Posted by Christine Mulcahy on May 31, 2018 9:00:00 AM PDT
Christine Mulcahy

There is both reward and risk in marketing through a partner channel.

The reward is that you can disseminate your message at scale to potentially thousands, if not tens of thousands, of potential customers simultaneously through multiple partners and their marketing platforms. The risk is that you lack complete control of the messaging, and if your partners share the wrong message, it is shared with potentially thousands, if not tens of thousands, of potential customers simultaneously though multiple partners and their marketing platforms. You see where I’m going here.

Regardless of whether you are a large corporation with a well-established brand or a small business just starting out, your identity and messaging are paramount to establishing and maintaining your brand—which ultimately builds trust, respect, and loyalty with your target audience.
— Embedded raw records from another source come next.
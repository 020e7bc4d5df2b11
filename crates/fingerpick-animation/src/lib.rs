//! Animation system for FingerPick

mod animation;

pub use animation::*;
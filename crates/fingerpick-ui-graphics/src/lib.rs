//! Pure math/data for drawing in FingerPick
//!
//! Geometry primitives, ARGB colors, brushes and the draw-primitive list
//! that widgets emit and renderers consume.

mod brush;
mod color;
mod geometry;

pub use brush::*;
pub use color::*;
pub use geometry::*;

pub mod prelude {
    pub use crate::brush::Brush;
    pub use crate::color::Color;
    pub use crate::geometry::{DrawPrimitive, DrawScope, Point, Rect, Size};
}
That is why sharing your logo and solution tagline with your partner’s marketing department is not enough to launch a co-marketing campaign. (The fact that I had to write that last sentence is why this blog needs to happen.)

Develop a joint value proposition

Hopefully, you already have a clearly articulated value proposition of your own. Not a list of features and benefits. Not a fancy tagline. Not a technical demo video. But a short, succinct elevator pitch that you could give me in the time it takes to travel from the lobby to my exit floor that both piques my interest and leaves me desiring to learn more about how your solution could solve my business pains. I mean three sentences. Max. What is the value of your solution to me, as an end customer, that is compelling enough to make me look you up when I get to my desk?

Then, once you have your own value proposition locked, what is the joint value proposition that you and your partner (not your entire partner channel, but each partner individually) will deliver to customers that is unique and differentiating. In other words, why should a customer choose to go with your solution bundled with your partner’s offering, instead of just purchasing from you directly? Or from your partner directly? Or from your partner with your competitor’s solution attached? Why did you choose to go to market with this partner in particular, and how is your joint solution the best option for your target customer? This is the message that needs to be clearly articulated in your marketing messages and disseminated across your partners’ marketing channels.

Create co-branded marketing content

Again, I need to be clear … co-branded marketing materials are not created by simply slapping your logo on your partner’s collateral. Creating impactful co-branded marketing content requires a collaborative effort with your partner’s marketing team to expand upon the joint value proposition. Add features and benefits from both solutions. Share customer success stories from both organizations. Use your co-marketing content to show the strength of your partnership. Illustrate how your solution is better when combined with your partner’s offerings than when it stands alone.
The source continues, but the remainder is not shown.